Il y a de la musique d’Ouri quand les portes s’ouvrent. Sa voix me ramène aussitôt à une journée d’été au parc Lafontaine avec elle et Charline Dally, que je m’apprête à retrouver un an plus tard, sur scène une fois de plus. Cette fois dans le contexte du programme Play 1, présenté par MUTEK à l’Atrium des Grands Ballets.
Signée par l’artiste sonore Estelle Schorpp et l’artiste vidéo Charline Dally, la pièce part d’images personnelles tournées à la caméra DV, depuis un Shinkansen et sur des lignes ferroviaires hongkongaises. Les deux artistes les travaillent par rétroaction analogique. Le signal vidéo se boucle sur lui-même et se déforme en coulées de couleur mouvantes, qu’elles associent à des prises de son de terrain et à de longues textures de synthétiseur, pilotées par des processus algorithmiques. On en ressort avec l’impression d’avoir longuement regardé par la fenêtre d’un train, sans trop savoir si l’on veillait ou si l’on rêvait.
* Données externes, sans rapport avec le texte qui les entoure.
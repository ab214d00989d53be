//! Notification Relay: one email per recipient (best-effort), then exactly one
//! durable `NotificationRecord` for the event.

use std::sync::Arc;
use std::time::Duration;

use futures::future::join_all;
use tracing::{info, warn};
use uuid::Uuid;

use crate::errors::AppError;
use crate::mailer::{EmailError, Mailer};
use crate::models::{NewNotification, NotificationRecord};
use crate::store::DocumentStore;

/// Fixed message template used for every notification kind.
#[derive(Debug, Clone)]
pub struct Notice {
    pub subject: String,
    pub message: String,
    /// Who the stored notification is addressed to, when that is a known user.
    pub recipient_id: Option<Uuid>,
}

impl Notice {
    pub fn new_event(owner_id: Option<Uuid>) -> Self {
        Self {
            subject: "New Event Notification".to_string(),
            message: "A new event has been created!".to_string(),
            recipient_id: owner_id,
        }
    }

    pub fn submission_received(name: &str) -> Self {
        Self {
            subject: "Resume received".to_string(),
            message: format!("Thank you {name}, your resume has been received."),
            recipient_id: None,
        }
    }
}

#[derive(Debug, Clone, Copy, PartialEq, Eq)]
pub struct Delivery {
    pub attempted: usize,
    pub delivered: usize,
}

#[derive(Clone)]
pub struct NotificationRelay {
    mailer: Arc<dyn Mailer>,
    documents: Arc<dyn DocumentStore>,
    timeout: Duration,
}

impl NotificationRelay {
    pub fn new(
        mailer: Arc<dyn Mailer>,
        documents: Arc<dyn DocumentStore>,
        timeout: Duration,
    ) -> Self {
        Self {
            mailer,
            documents,
            timeout,
        }
    }

    /// Emails every address in `recipients` concurrently, each send bounded by the
    /// relay timeout, so the whole fan-out takes at most one timeout.
    /// Individual failures are logged and skipped.
    pub async fn email_all(&self, subject: &str, body: &str, recipients: &[String]) -> Delivery {
        let sends = recipients.iter().map(|to| async move {
            let result = tokio::time::timeout(self.timeout, self.mailer.send(to, subject, body))
                .await
                .unwrap_or(Err(EmailError::Timeout));
            if let Err(e) = &result {
                warn!(to = %to, error = %e, "Notification email failed");
            }
            result.is_ok()
        });

        let delivered = join_all(sends).await.into_iter().filter(|ok| *ok).count();
        Delivery {
            attempted: recipients.len(),
            delivered,
        }
    }

    /// Emails the recipients, then records a single notification.
    /// Only the notification write can fail the call.
    pub async fn notify(
        &self,
        notice: &Notice,
        recipients: &[String],
    ) -> Result<NotificationRecord, AppError> {
        let delivery = self
            .email_all(&notice.subject, &notice.message, recipients)
            .await;

        let record = self
            .documents
            .insert_notification(NewNotification {
                recipient_id: notice.recipient_id,
                message: notice.message.clone(),
                storage_key: None,
            })
            .await?;

        info!(
            notification_id = %record.id,
            attempted = delivery.attempted,
            delivered = delivery.delivered,
            "Notification relayed"
        );
        Ok(record)
    }

    /// Announces to every known user.
    pub async fn notify_all_users(&self, notice: &Notice) -> Result<NotificationRecord, AppError> {
        let users = self.documents.list_users().await?;
        let recipients: Vec<String> = users.into_iter().map(|u| u.email).collect();
        self.notify(notice, &recipients).await
    }
}
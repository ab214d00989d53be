use tracing::{info, warn};
use uuid::Uuid;

use crate::errors::AppError;
use crate::intake::{IntakeError, Upload};
use crate::models::{NewSubmission, SubmissionRecord};
use crate::relay::Notice;
use crate::state::AppState;

/// A resume form as posted by the browser.
#[derive(Debug, Clone, Default)]
pub struct SubmissionInput {
    pub name: String,
    pub email: String,
    pub upload: Option<Upload>,
}

/// Trims and checks the contact fields.
pub fn validate_contact(name: &str, email: &str) -> Result<(String, String), AppError> {
    let name = name.trim();
    let email = email.trim();
    if name.is_empty() {
        return Err(AppError::Validation("Name is required.".to_string()));
    }
    if email.is_empty() {
        return Err(AppError::Validation("Email is required.".to_string()));
    }
    match email.split_once('@') {
        Some((local, domain)) if !local.is_empty() && !domain.is_empty() => {}
        _ => {
            return Err(AppError::Validation(
                "Email address is not valid.".to_string(),
            ))
        }
    }
    Ok((name.to_string(), email.to_string()))
}

/// Validates, stores the file, persists the record, then sends the confirmation.
pub async fn submit(state: &AppState, input: SubmissionInput) -> Result<SubmissionRecord, AppError> {
    let (name, email) = validate_contact(&input.name, &input.email)?;
    let upload = input.upload.ok_or(IntakeError::MissingFile)?;

    let stored = state.intake.store(upload).await?;
    let stored_bytes = stored.stored_bytes;

    let new = NewSubmission {
        name,
        email,
        resume_url: stored.resume_url,
        storage_key: stored.storage_key.clone(),
        original_filename: stored.original_filename,
    };
    let record = match state.documents.insert_submission(new).await {
        Ok(record) => record,
        Err(e) => match settle_failed_insert(state, &stored.storage_key, &e).await {
            Some(record) => record,
            None => return Err(e),
        },
    };

    info!(
        submission_id = %record.id,
        key = %record.storage_key,
        stored_bytes,
        "Submission created"
    );

    if let Err(e) = state
        .relay
        .notify(
            &Notice::submission_received(&record.name),
            std::slice::from_ref(&record.email),
        )
        .await
    {
        warn!(submission_id = %record.id, error = %e, "Submission confirmation not recorded");
    }

    Ok(record)
}

/// Decides what happens to the blob after `insert_submission` failed.
///
/// A timed-out insert may still have committed, so the row is looked up by key
/// first: if it exists the submission stands. The blob is removed only once the
/// row is known to be absent.
async fn settle_failed_insert(
    state: &AppState,
    storage_key: &str,
    err: &AppError,
) -> Option<SubmissionRecord> {
    if matches!(err, AppError::Timeout(_)) {
        match state.documents.find_submission_by_storage_key(storage_key).await {
            Ok(Some(record)) => {
                warn!(key = %storage_key, "Submission insert timed out but the row was committed");
                return Some(record);
            }
            Ok(None) => {}
            Err(lookup) => {
                warn!(key = %storage_key, error = %lookup, "Cannot tell whether timed-out insert committed, keeping blob");
                return None;
            }
        }
    }

    if let Err(cleanup) = state.objects.delete(storage_key).await {
        warn!(key = %storage_key, error = %cleanup, "Failed to remove blob after insert failure");
    }
    None
}

pub async fn list(state: &AppState) -> Result<Vec<SubmissionRecord>, AppError> {
    state.documents.list_submissions().await
}

/// Deletes the blob, then the row, then emails a deletion notice (best-effort).
pub async fn delete(state: &AppState, id: Uuid) -> Result<SubmissionRecord, AppError> {
    let record = state
        .documents
        .find_submission(id)
        .await?
        .ok_or_else(|| AppError::NotFound("Form not found".to_string()))?;

    state.objects.delete(&record.storage_key).await?;

    if !state.documents.delete_submission(id).await? {
        warn!(submission_id = %id, "Submission row already gone after blob delete");
    }
    info!(submission_id = %id, key = %record.storage_key, "Submission deleted");

    let body = format!(
        "Hello {}, your resume submission has been deleted.",
        record.name
    );
    state
        .relay
        .email_all("Resume deleted", &body, std::slice::from_ref(&record.email))
        .await;

    Ok(record)
}
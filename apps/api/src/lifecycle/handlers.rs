//! Axum route handlers for forms, events and notifications.

use axum::{
    extract::{rejection::JsonRejection, Multipart, Path, State},
    http::StatusCode,
    Json,
};
use bytes::Bytes;
use serde::Serialize;

use crate::errors::AppError;
use crate::intake::Upload;
use crate::lifecycle::events::CreateEventRequest;
use crate::lifecycle::forms::SubmissionInput;
use crate::lifecycle::{events, forms, notifications, parse_id};
use crate::models::{EventRecord, NotificationRecord, SubmissionRecord};
use crate::state::AppState;

// ────────────────────────────────────────────────────────────────────────────
// Response types
// ────────────────────────────────────────────────────────────────────────────

#[derive(Debug, Serialize)]
#[serde(rename_all = "camelCase")]
pub struct UploadResponse {
    pub message: &'static str,
    pub form_data: SubmissionRecord,
}

#[derive(Debug, Serialize)]
pub struct EventCreatedResponse {
    pub message: &'static str,
    pub event: EventRecord,
}

#[derive(Debug, Serialize)]
pub struct MessageResponse {
    pub message: &'static str,
}

// ────────────────────────────────────────────────────────────────────────────
// Forms
// ────────────────────────────────────────────────────────────────────────────

/// Reads the `name`, `email` and `resume` parts of the upload form. Unknown parts are skipped.
async fn read_submission(mut multipart: Multipart) -> Result<SubmissionInput, AppError> {
    let mut input = SubmissionInput::default();

    while let Some(field) = multipart
        .next_field()
        .await
        .map_err(|e| AppError::Validation(format!("Malformed form data: {e}")))?
    {
        let field_name = field.name().unwrap_or_default().to_string();
        match field_name.as_str() {
            "name" | "email" => {
                let value = field
                    .text()
                    .await
                    .map_err(|e| AppError::Validation(format!("Unreadable form field: {e}")))?;
                if field_name == "name" {
                    input.name = value;
                } else {
                    input.email = value;
                }
            }
            "resume" => {
                let original_name = field.file_name().unwrap_or_default().to_string();
                let mime_type = field
                    .content_type()
                    .unwrap_or("application/octet-stream")
                    .to_string();
                let bytes: Bytes = field
                    .bytes()
                    .await
                    .map_err(|e| AppError::Validation(format!("Unreadable file: {e}")))?;
                input.upload = Some(Upload {
                    bytes,
                    mime_type,
                    original_name,
                });
            }
            _ => {}
        }
    }

    Ok(input)
}

/// POST /upload
pub async fn handle_upload(
    State(state): State<AppState>,
    multipart: Multipart,
) -> Result<Json<UploadResponse>, AppError> {
    let input = read_submission(multipart).await?;
    let record = forms::submit(&state, input).await?;
    Ok(Json(UploadResponse {
        message: "Form submitted successfully",
        form_data: record,
    }))
}

/// GET /api/forms
pub async fn handle_list_forms(
    State(state): State<AppState>,
) -> Result<Json<Vec<SubmissionRecord>>, AppError> {
    Ok(Json(forms::list(&state).await?))
}

/// DELETE /api/delete/:id
pub async fn handle_delete_form(
    State(state): State<AppState>,
    Path(id): Path<String>,
) -> Result<Json<MessageResponse>, AppError> {
    let id = parse_id(&id, "Form")?;
    forms::delete(&state, id).await?;
    Ok(Json(MessageResponse {
        message: "Form and resume deleted successfully",
    }))
}

// ────────────────────────────────────────────────────────────────────────────
// Events
// ────────────────────────────────────────────────────────────────────────────

/// POST /api/events
///
/// Body rejections (bad JSON, wrong field types, missing content type) are reported
/// as validation errors so they share the JSON error shape.
pub async fn handle_create_event(
    State(state): State<AppState>,
    body: Result<Json<CreateEventRequest>, JsonRejection>,
) -> Result<(StatusCode, Json<EventCreatedResponse>), AppError> {
    let Json(req) = body.map_err(|e| AppError::Validation(e.body_text()))?;
    let event = events::create(&state, req).await?;
    Ok((
        StatusCode::CREATED,
        Json(EventCreatedResponse {
            message: "Event created successfully",
            event,
        }),
    ))
}

/// GET /api/events
pub async fn handle_list_events(
    State(state): State<AppState>,
) -> Result<Json<Vec<EventRecord>>, AppError> {
    Ok(Json(events::list(&state).await?))
}

/// DELETE /api/events/:id
pub async fn handle_delete_event(
    State(state): State<AppState>,
    Path(id): Path<String>,
) -> Result<Json<MessageResponse>, AppError> {
    let id = parse_id(&id, "Event")?;
    events::delete(&state, id).await?;
    Ok(Json(MessageResponse {
        message: "Event deleted successfully",
    }))
}

// ────────────────────────────────────────────────────────────────────────────
// Notifications
// ────────────────────────────────────────────────────────────────────────────

/// GET /api/notifications
pub async fn handle_list_notifications(
    State(state): State<AppState>,
) -> Result<Json<Vec<NotificationRecord>>, AppError> {
    Ok(Json(notifications::list(&state).await?))
}

/// DELETE /api/notifications/:id
pub async fn handle_delete_notification(
    State(state): State<AppState>,
    Path(id): Path<String>,
) -> Result<Json<MessageResponse>, AppError> {
    let id = parse_id(&id, "Notification")?;
    notifications::delete(&state, id).await?;
    Ok(Json(MessageResponse {
        message: "Notification and associated file deleted successfully",
    }))
}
Le titre du spectacle renvoie directement à la Dreamachine conçue en 1960 : une machine d’optique pensée pour détendre le cerveau. Cette filiation m’occupe après la performance en raison du côté de l’intention derrière la fabrication de ces images et de ce concept visuel, mais aussi du côté de son fonctionnement réel, de son utilité. Ça rejoint l’idée de la Functional Music, ce courant qui compose en empruntant des chemins hors du cadre occidental, pour faire de la musique un véritable outil thérapeutique. Face à l’œuvre d’Estelle et Charline, j’ai cette même possibilité d’écoute : de mon corps, de ma respiration…
Cette expérience corporelle ouvre sur une question plus large : et si elle devenait une autre manière de catégoriser l’art ? On pourrait l’explorer en opposant le hardware et le software, d’un côté, au wetware de l’autre — le corps vivant lui-même comme substrat et système d’expression —, une distinction proposée par Erin Gee lors de son panel du Forum MUTEK. Vue sous cet angle, une pièce comme dreamachine ne se contente pas d’être regardée : elle s’adresse directement au wetware du public.
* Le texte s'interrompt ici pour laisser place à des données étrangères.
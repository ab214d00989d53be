mod config;
mod db;
mod deadline;
mod errors;
mod intake;
mod lifecycle;
mod mailer;
mod models;
mod relay;
mod reminders;
mod routes;
mod state;
mod storage;
mod store;
#[cfg(test)]
mod testing;

use std::net::SocketAddr;
use std::sync::Arc;

use anyhow::Result;
use tower_http::{cors::CorsLayer, trace::TraceLayer};
use tracing::{info, warn};
use tracing_subscriber::{layer::SubscriberExt, util::SubscriberInitExt, EnvFilter};

use crate::config::Config;
use crate::db::create_pool;
use crate::mailer::{LogMailer, Mailer, SmtpMailer};
use crate::routes::build_router;
use crate::state::AppState;
use crate::storage::S3ObjectStore;
use crate::store::PgDocumentStore;

#[tokio::main]
async fn main() -> Result<()> {
    // Load configuration first (fails fast on missing required env vars)
    let config = Config::from_env()?;

    // Initialize structured logging
    tracing_subscriber::registry()
        .with(EnvFilter::try_from_default_env().unwrap_or_else(|_| {
            EnvFilter::new(format!(
                "{}={},tower_http={}",
                env!("CARGO_CRATE_NAME"),
                &config.rust_log,
                &config.rust_log
            ))
        }))
        .with(tracing_subscriber::fmt::layer())
        .init();

    info!("Starting submissions API v{}", env!("CARGO_PKG_VERSION"));

    // Initialize PostgreSQL
    let pool = create_pool(&config.database_url).await?;
    let documents = Arc::new(PgDocumentStore::new(pool, config.io_timeout));

    // Initialize S3 / MinIO
    let objects = Arc::new(S3ObjectStore::from_config(&config).await);

    // Initialize mail delivery
    let mailer: Arc<dyn Mailer> = match &config.smtp {
        Some(smtp) => {
            info!(host = %smtp.host, port = smtp.port, "SMTP mailer initialized");
            Arc::new(SmtpMailer::new(
                smtp,
                config.mail_from.clone(),
                config.io_timeout,
            )?)
        }
        None => {
            warn!("SMTP_HOST not set; outgoing email will only be logged");
            Arc::new(LogMailer)
        }
    };

    let state = AppState::new(objects, documents, mailer, config.clone());

    if config.reminders_enabled {
        reminders::spawn(state.clone(), reminders::REMINDER_PERIOD);
        info!("Daily reminder task scheduled");
    }

    // Build router
    let app = build_router(state)
        .layer(TraceLayer::new_for_http())
        .layer(CorsLayer::permissive());

    let addr: SocketAddr = format!("0.0.0.0:{}", config.port).parse()?;
    info!("Listening on {addr}");

    let listener = tokio::net::TcpListener::bind(addr).await?;
    axum::serve(listener, app).await?;

    Ok(())
}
Ce genre de performance, du moins tel que je la perçois, propose une autre approche de l’art : elle nous remet en question par rapport au contexte dans lequel on le consomme. On n’est plus tout à fait spectateur au sens habituel ; on est accompagné, presque traité, le temps d’une demi-heure.
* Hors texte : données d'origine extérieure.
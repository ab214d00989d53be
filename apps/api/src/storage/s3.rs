use std::time::Duration;

use async_trait::async_trait;
use aws_config::Region;
use aws_sdk_s3::config::Credentials;
use aws_sdk_s3::error::DisplayErrorContext;
use aws_sdk_s3::primitives::ByteStream;
use aws_sdk_s3::Client as S3Client;
use bytes::Bytes;
use tracing::{debug, info};

use super::{object_url, ObjectStore, StoredObject};
use crate::config::Config;
use crate::deadline::bounded;
use crate::errors::AppError;

/// `ObjectStore` backed by S3 (AWS in production, MinIO locally).
#[derive(Clone)]
pub struct S3ObjectStore {
    client: S3Client,
    bucket: String,
    public_url: String,
    timeout: Duration,
}

impl S3ObjectStore {
    pub fn new(client: S3Client, bucket: String, public_url: String, timeout: Duration) -> Self {
        Self {
            client,
            bucket,
            public_url,
            timeout,
        }
    }

    /// Constructs an S3 client configured for MinIO (custom endpoint) or AWS.
    pub async fn from_config(config: &Config) -> Self {
        let credentials = Credentials::new(
            &config.aws_access_key_id,
            &config.aws_secret_access_key,
            None,
            None,
            "submissions-static",
        );

        let mut loader = aws_config::defaults(aws_config::BehaviorVersion::latest())
            .region(Region::new(config.s3_region.clone()))
            .credentials_provider(credentials);
        if let Some(endpoint) = &config.s3_endpoint {
            loader = loader.endpoint_url(endpoint);
        }
        let sdk_config = loader.load().await;

        let s3_config = aws_sdk_s3::config::Builder::from(&sdk_config)
            .force_path_style(config.s3_endpoint.is_some())
            .build();

        info!(bucket = %config.s3_bucket, "S3 client initialized");

        Self::new(
            S3Client::from_conf(s3_config),
            config.s3_bucket.clone(),
            config.s3_public_url.clone(),
            config.io_timeout,
        )
    }
}

#[async_trait]
impl ObjectStore for S3ObjectStore {
    async fn put(
        &self,
        key: &str,
        body: Bytes,
        content_type: &str,
    ) -> Result<StoredObject, AppError> {
        let size = body.len();
        bounded("object store", self.timeout, async {
            self.client
                .put_object()
                .bucket(&self.bucket)
                .key(key)
                .body(ByteStream::from(body))
                .content_type(content_type)
                .send()
                .await
                .map_err(|e| {
                    AppError::Storage(format!("put {key} failed: {}", DisplayErrorContext(&e)))
                })
        })
        .await?;

        debug!(key, size, "Stored object");
        Ok(StoredObject {
            key: key.to_string(),
            url: object_url(&self.public_url, key),
        })
    }

    async fn get(&self, key: &str) -> Result<Bytes, AppError> {
        bounded("object store", self.timeout, async {
            let output = self
                .client
                .get_object()
                .bucket(&self.bucket)
                .key(key)
                .send()
                .await
                .map_err(|e| {
                    AppError::Storage(format!("get {key} failed: {}", DisplayErrorContext(&e)))
                })?;
            let data = output
                .body
                .collect()
                .await
                .map_err(|e| AppError::Storage(format!("reading {key} failed: {e}")))?;
            Ok(data.into_bytes())
        })
        .await
    }

    async fn delete(&self, key: &str) -> Result<(), AppError> {
        bounded("object store", self.timeout, async {
            self.client
                .delete_object()
                .bucket(&self.bucket)
                .key(key)
                .send()
                .await
                .map_err(|e| {
                    AppError::Storage(format!("delete {key} failed: {}", DisplayErrorContext(&e)))
                })
        })
        .await?;

        debug!(key, "Deleted object");
        Ok(())
    }
}
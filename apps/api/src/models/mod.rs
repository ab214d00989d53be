pub mod event;
pub mod notification;
pub mod submission;
pub mod user;

pub use event::{EventRecord, NewEvent};
pub use notification::{NewNotification, NotificationRecord};
pub use submission::{NewSubmission, SubmissionRecord};
pub use user::User;
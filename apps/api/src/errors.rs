use axum::{
    http::StatusCode,
    response::{IntoResponse, Response},
    Json,
};
use serde_json::json;
use thiserror::Error;

use crate::intake::IntakeError;

/// Application-level error type.
/// Implements `IntoResponse` so Axum handlers can return `Result<T, AppError>`.
///
/// Validation and not-found errors carry their message to the client; dependency
/// failures are logged with their cause and answered with a generic message.
#[derive(Debug, Error)]
pub enum AppError {
    #[error("Not found: {0}")]
    NotFound(String),

    #[error("Validation error: {0}")]
    Validation(String),

    #[error("Unprocessable entity: {0}")]
    UnprocessableEntity(String),

    #[error("Database error: {0}")]
    Database(#[from] sqlx::Error),

    #[error("Storage error: {0}")]
    Storage(String),

    #[error("Timed out waiting for {0}")]
    Timeout(&'static str),
}

#[cfg(test)]
impl AppError {
    pub fn is_validation(&self) -> bool {
        matches!(self, AppError::Validation(_))
    }
}

impl From<IntakeError> for AppError {
    fn from(err: IntakeError) -> Self {
        match err {
            IntakeError::MissingFile
            | IntakeError::EmptyFile
            | IntakeError::InvalidFileType { .. }
            | IntakeError::FileTooLarge { .. } => AppError::Validation(err.to_string()),
            IntakeError::Compression(msg) => AppError::UnprocessableEntity(format!(
                "The uploaded PDF could not be processed: {msg}"
            )),
            IntakeError::Store(inner) => inner,
        }
    }
}

impl IntoResponse for AppError {
    fn into_response(self) -> Response {
        let (status, code, message) = match &self {
            AppError::NotFound(msg) => (StatusCode::NOT_FOUND, "NOT_FOUND", msg.clone()),
            AppError::Validation(msg) => (StatusCode::BAD_REQUEST, "VALIDATION_ERROR", msg.clone()),
            AppError::UnprocessableEntity(msg) => (
                StatusCode::UNPROCESSABLE_ENTITY,
                "UNPROCESSABLE_ENTITY",
                msg.clone(),
            ),
            AppError::Database(e) => {
                tracing::error!("Database error: {e}");
                (
                    StatusCode::INTERNAL_SERVER_ERROR,
                    "DATABASE_ERROR",
                    "A database error occurred".to_string(),
                )
            }
            AppError::Storage(msg) => {
                tracing::error!("Storage error: {msg}");
                (
                    StatusCode::INTERNAL_SERVER_ERROR,
                    "STORAGE_ERROR",
                    "A storage error occurred".to_string(),
                )
            }
            AppError::Timeout(what) => {
                tracing::error!("Timed out waiting for {what}");
                (
                    StatusCode::INTERNAL_SERVER_ERROR,
                    "DEPENDENCY_TIMEOUT",
                    "An upstream service did not respond in time".to_string(),
                )
            }
        };

        let body = Json(json!({
            "error": {
                "code": code,
                "message": message
            }
        }));

        (status, body).into_response()
    }
}
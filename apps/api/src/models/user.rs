use chrono::{DateTime, Utc};
use serde::{Deserialize, Serialize};
use sqlx::FromRow;
use uuid::Uuid;

/// A known user. Event announcements go to every row in this table.
#[derive(Debug, Clone, Serialize, Deserialize, FromRow)]
pub struct User {
    pub id: Uuid,
    pub email: String,
    pub name: Option<String>,
    pub created_at: DateTime<Utc>,
}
Le début, avec le train qui se met en marche, reste pour moi le moment le plus marquant de la pièce, comme un départ dans un voyage. On nous embarque simplement dans un déplacement, et c’est peut-être ce choix, plus que tout autre, qui installe le ton du reste, et qui impose, en filigrane, la question du temps : celui du voyage en train, suspendu et sans destination fixe, celui d’un état hypnotique où l’on ne sait plus très bien combien de minutes se sont écoulées.